Tussling over the Pebble Mine project has been ongoing for more than a decade.  According to the Washington Post, in EPA to protect Alaska’s Bristol Bay, blocking major gold mine:

The Obama administration initially proposed blocking the project in 2014 due to what it called the “unacceptable environmental effects” that an open-pit mine posed to the region’s ecologically and economically valuable habitats. It did not, however, finalize that determination.

The Bristol Bay watershed, unlike the waters of many other salmon fisheries, requires no hatcheries to raise and release fish into its rivers. The Obama administration projected that mining activity could destroy 1,200 acres of wetlands, lakes and ponds.

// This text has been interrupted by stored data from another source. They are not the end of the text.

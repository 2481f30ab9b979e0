//! Pure prompt compilation. Every composer builds an ordered list of text
//! blocks, trims each, drops the empty ones and joins the rest with a blank
//! line. Identical inputs always produce byte-identical output.

pub mod render;

pub use render::{compose_render_prompt, CompiledRenderPrompt, RenderRequest};

use crate::domain::platform::PiiHandling;
use crate::domain::pricing::{PricingMode, PricingPolicySnapshot};
use crate::resolve::EffectiveConfig;

/// System prompt for the quote estimator call.
pub fn compose_estimator_prompt(
    effective: &EffectiveConfig,
    pricing: &PricingPolicySnapshot,
) -> String {
    let blocks = vec![
        guardrail_block(effective),
        effective.prompts.extra_system_preamble.clone(),
        effective.prompts.quote_estimator_system.clone(),
        industry_block(effective),
        tenant_context_block(effective),
        communication_style_block(pricing),
        pricing_policy_block(pricing),
    ];
    join_blocks(blocks)
}

/// System prompt for the clarifying-question generator call. Shares the
/// estimator skeleton but swaps the style and pricing tail for a question
/// block capped at the resolved guardrail maximum.
pub fn compose_qa_prompt(effective: &EffectiveConfig) -> String {
    let blocks = vec![
        guardrail_block(effective),
        effective.prompts.extra_system_preamble.clone(),
        effective.prompts.qa_question_generator_system.clone(),
        industry_block(effective),
        tenant_context_block(effective),
        question_style_block(effective),
    ];
    join_blocks(blocks)
}

fn join_blocks(blocks: Vec<String>) -> String {
    blocks
        .iter()
        .map(|block| block.trim())
        .filter(|block| !block.is_empty())
        .collect::<Vec<_>>()
        .join("\n\n")
}

fn guardrail_block(effective: &EffectiveConfig) -> String {
    let mut lines = vec![
        "Respond with valid JSON matching the provided schema exactly. No markdown fences, \
         no commentary outside the JSON."
            .to_string(),
    ];
    match effective.guardrails.pii_handling {
        PiiHandling::Redact => lines.push(
            "Redact personal contact details (names, phone numbers, addresses) from your output."
                .to_string(),
        ),
        PiiHandling::Deny => lines.push(
            "Refuse to repeat or act on personal contact details present in the input.".to_string(),
        ),
        PiiHandling::Allow => {}
    }
    if !effective.guardrails.blocked_topics.is_empty() {
        lines.push(format!(
            "Never provide content involving: {}.",
            effective.guardrails.blocked_topics.join(", ")
        ));
    }
    lines.join("\n")
}

fn industry_block(effective: &EffectiveConfig) -> String {
    match (&effective.layers.industry_key, &effective.layers.industry_preamble) {
        (Some(key), Some(preamble)) if !preamble.trim().is_empty() => {
            format!("Industry specialization ({key}):\n{preamble}")
        }
        _ => String::new(),
    }
}

fn tenant_context_block(effective: &EffectiveConfig) -> String {
    let mut lines = Vec::new();
    if let Some(style) = effective.resolved_style_text() {
        lines.push(format!("Preferred visual style: {style}."));
    }
    if let Some(notes) = &effective.layers.tenant_render_addendum {
        if !notes.trim().is_empty() {
            lines.push(format!("Business notes: {notes}"));
        }
    }
    if lines.is_empty() {
        String::new()
    } else {
        format!("Tenant context:\n{}", lines.join("\n"))
    }
}

fn communication_style_block(pricing: &PricingPolicySnapshot) -> String {
    let pricing_line = match (pricing.pricing_enabled, pricing.mode) {
        (false, _) | (true, PricingMode::AssessmentOnly) => {
            "Describe scope and considerations without quoting prices."
        }
        (true, PricingMode::Fixed) => "Present one firm price for the described scope.",
        (true, PricingMode::Range) => {
            "Present a realistic low-to-high price range for the described scope."
        }
    };
    format!(
        "Communication style:\n\
         - Open with a summary of 2-4 sentences.\n\
         - List 3-6 scope bullets.\n\
         - List 3-5 assumptions.\n\
         - List 3-5 clarifying questions.\n\
         - {pricing_line}"
    )
}

fn pricing_policy_block(pricing: &PricingPolicySnapshot) -> String {
    let mut lines = vec!["Pricing policy (non-negotiable):".to_string()];
    if !pricing.pricing_enabled || pricing.mode == PricingMode::AssessmentOnly {
        lines.push("- Set estimate_low and estimate_high to 0.".to_string());
        lines.push("- Use no monetary language anywhere in the response.".to_string());
    } else {
        match pricing.mode {
            PricingMode::Fixed => lines.push(
                "- Set estimate_low equal to estimate_high: one firm number.".to_string(),
            ),
            PricingMode::Range => lines.push(
                "- Set estimate_low strictly below estimate_high: a genuine range.".to_string(),
            ),
            PricingMode::AssessmentOnly => {}
        }
        if let Some(minimum) = &pricing.minimum_job_amount {
            lines.push(format!(
                "- Never estimate below the minimum job amount of {} {}.",
                minimum, pricing.currency
            ));
        }
    }
    if let Some(hint) = pricing.model_hint.as_deref().map(str::trim).filter(|h| !h.is_empty()) {
        lines.push(format!("- Pricing guidance: {hint}"));
    }
    lines.join("\n")
}

fn question_style_block(effective: &EffectiveConfig) -> String {
    format!(
        "Question style:\n\
         - Ask at most {} clarifying questions.\n\
         - Every question must change the scope, access, or price of the work.\n\
         - Respond with strict JSON of the shape {{\"questions\":[\"...\"]}} and nothing else.",
        effective.guardrails.max_qa_questions
    )
}
use crate::commands::{bootstrap_failure, CommandResult};
use snapquote_core::config::{AppConfig, LoadOptions};
use snapquote_core::resolve::EffectiveConfig;
use snapquote_engine::bootstrap_with_config;

pub fn run(tenant_id: &str, industry: Option<&str>) -> CommandResult {
    let config = match AppConfig::load(LoadOptions::default()) {
        Ok(config) => config,
        Err(error) => {
            return CommandResult::failure(
                "show-config",
                "config_validation",
                format!("configuration issue: {error}"),
                2,
            );
        }
    };

    let runtime = match tokio::runtime::Builder::new_current_thread().enable_all().build() {
        Ok(runtime) => runtime,
        Err(error) => {
            return CommandResult::failure(
                "show-config",
                "runtime_init",
                format!("failed to initialize async runtime: {error}"),
                3,
            );
        }
    };

    let result = runtime.block_on(async {
        let app = bootstrap_with_config(config).await.map_err(bootstrap_failure)?;
        let effective = app.engine.resolve_effective_config(tenant_id, industry).await;
        app.db_pool.close().await;
        Ok::<EffectiveConfig, (&'static str, String, u8)>(effective)
    });

    match result {
        Ok(effective) => {
            CommandResult::success("show-config", render_effective(tenant_id, &effective))
        }
        Err((error_class, message, exit_code)) => {
            CommandResult::failure("show-config", error_class, message, exit_code)
        }
    }
}

/// Human-readable rendering of a resolved policy. Prompt bodies are long,
/// so they render as sizes; everything an operator compares across tenants
/// renders verbatim.
fn render_effective(tenant_id: &str, effective: &EffectiveConfig) -> String {
    let industry = effective.layers.industry_key.as_deref().unwrap_or("none");
    let mut lines =
        vec![format!("effective policy for tenant `{tenant_id}` (industry: {industry}):")];

    lines.push(format!("- models.estimator_model = {}", effective.models.estimator_model));
    lines.push(format!("- models.qa_model = {}", effective.models.qa_model));
    lines.push(format!("- models.render_model = {}", effective.models.render_model));
    lines.push(format!("- model_source = {}", effective.model_source.as_str()));

    lines.push(format!("- guardrails.mode = {:?}", effective.guardrails.mode));
    lines.push(format!("- guardrails.pii_handling = {:?}", effective.guardrails.pii_handling));
    let blocked_topics = if effective.guardrails.blocked_topics.is_empty() {
        "<none>".to_string()
    } else {
        effective.guardrails.blocked_topics.join(", ")
    };
    lines.push(format!("- guardrails.blocked_topics = {blocked_topics}"));
    lines.push(format!(
        "- guardrails.max_qa_questions = {}",
        effective.guardrails.max_qa_questions
    ));
    lines.push(format!(
        "- guardrails.max_output_tokens = {}",
        effective.guardrails.max_output_tokens
    ));

    lines.push(format!(
        "- prompts.quote_estimator_system = {}",
        text_stat(&effective.prompts.quote_estimator_system)
    ));
    lines.push(format!(
        "- prompts.qa_question_generator_system = {}",
        text_stat(&effective.prompts.qa_question_generator_system)
    ));
    lines.push(format!(
        "- prompts.extra_system_preamble = {}",
        text_stat(&effective.prompts.extra_system_preamble)
    ));
    lines.push(format!(
        "- prompts.render_prompt_preamble = {}",
        text_stat(&effective.prompts.render_prompt_preamble)
    ));
    lines.push(format!(
        "- prompts.render_prompt_template = {}",
        text_stat(&effective.prompts.render_prompt_template)
    ));
    lines.push(format!(
        "- prompts.render_style_presets = {} presets",
        effective.prompts.render_style_presets.len()
    ));

    lines.push(format!(
        "- layers.industry_preamble = {}",
        effective.layers.industry_preamble.as_deref().map(text_stat).unwrap_or_else(none_marker)
    ));
    lines.push(format!(
        "- layers.tenant_style = {}",
        effective.layers.tenant_style.as_deref().unwrap_or("<none>")
    ));
    lines.push(format!(
        "- layers.tenant_rendering_enabled = {}",
        effective.layers.tenant_rendering_enabled
    ));
    let rejected = if effective.layers.rejected_models.is_empty() {
        "<none>".to_string()
    } else {
        effective.layers.rejected_models.join(", ")
    };
    lines.push(format!("- layers.rejected_models = {rejected}"));

    lines.join("\n")
}

fn text_stat(text: &str) -> String {
    format!("{} chars", text.chars().count())
}

fn none_marker() -> String {
    "<none>".to_string()
}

On this project, as with so many other environmental issues, Trump’s EPA administration did not see eye-to-eye with his predecessor. Over to the WaPo:

President Donald Trump’s first EPA administrator,Scott Pruitt, reversed that finding and allowed the mine operators to apply for a permit. But the Trump administration eventually shelved the mining plan after the release of embarrassing secret recordings of the mine’s sponsors as well as sustained opposition from Fox News host Tucker Carlson and other leading conservatives who like to fish in the area.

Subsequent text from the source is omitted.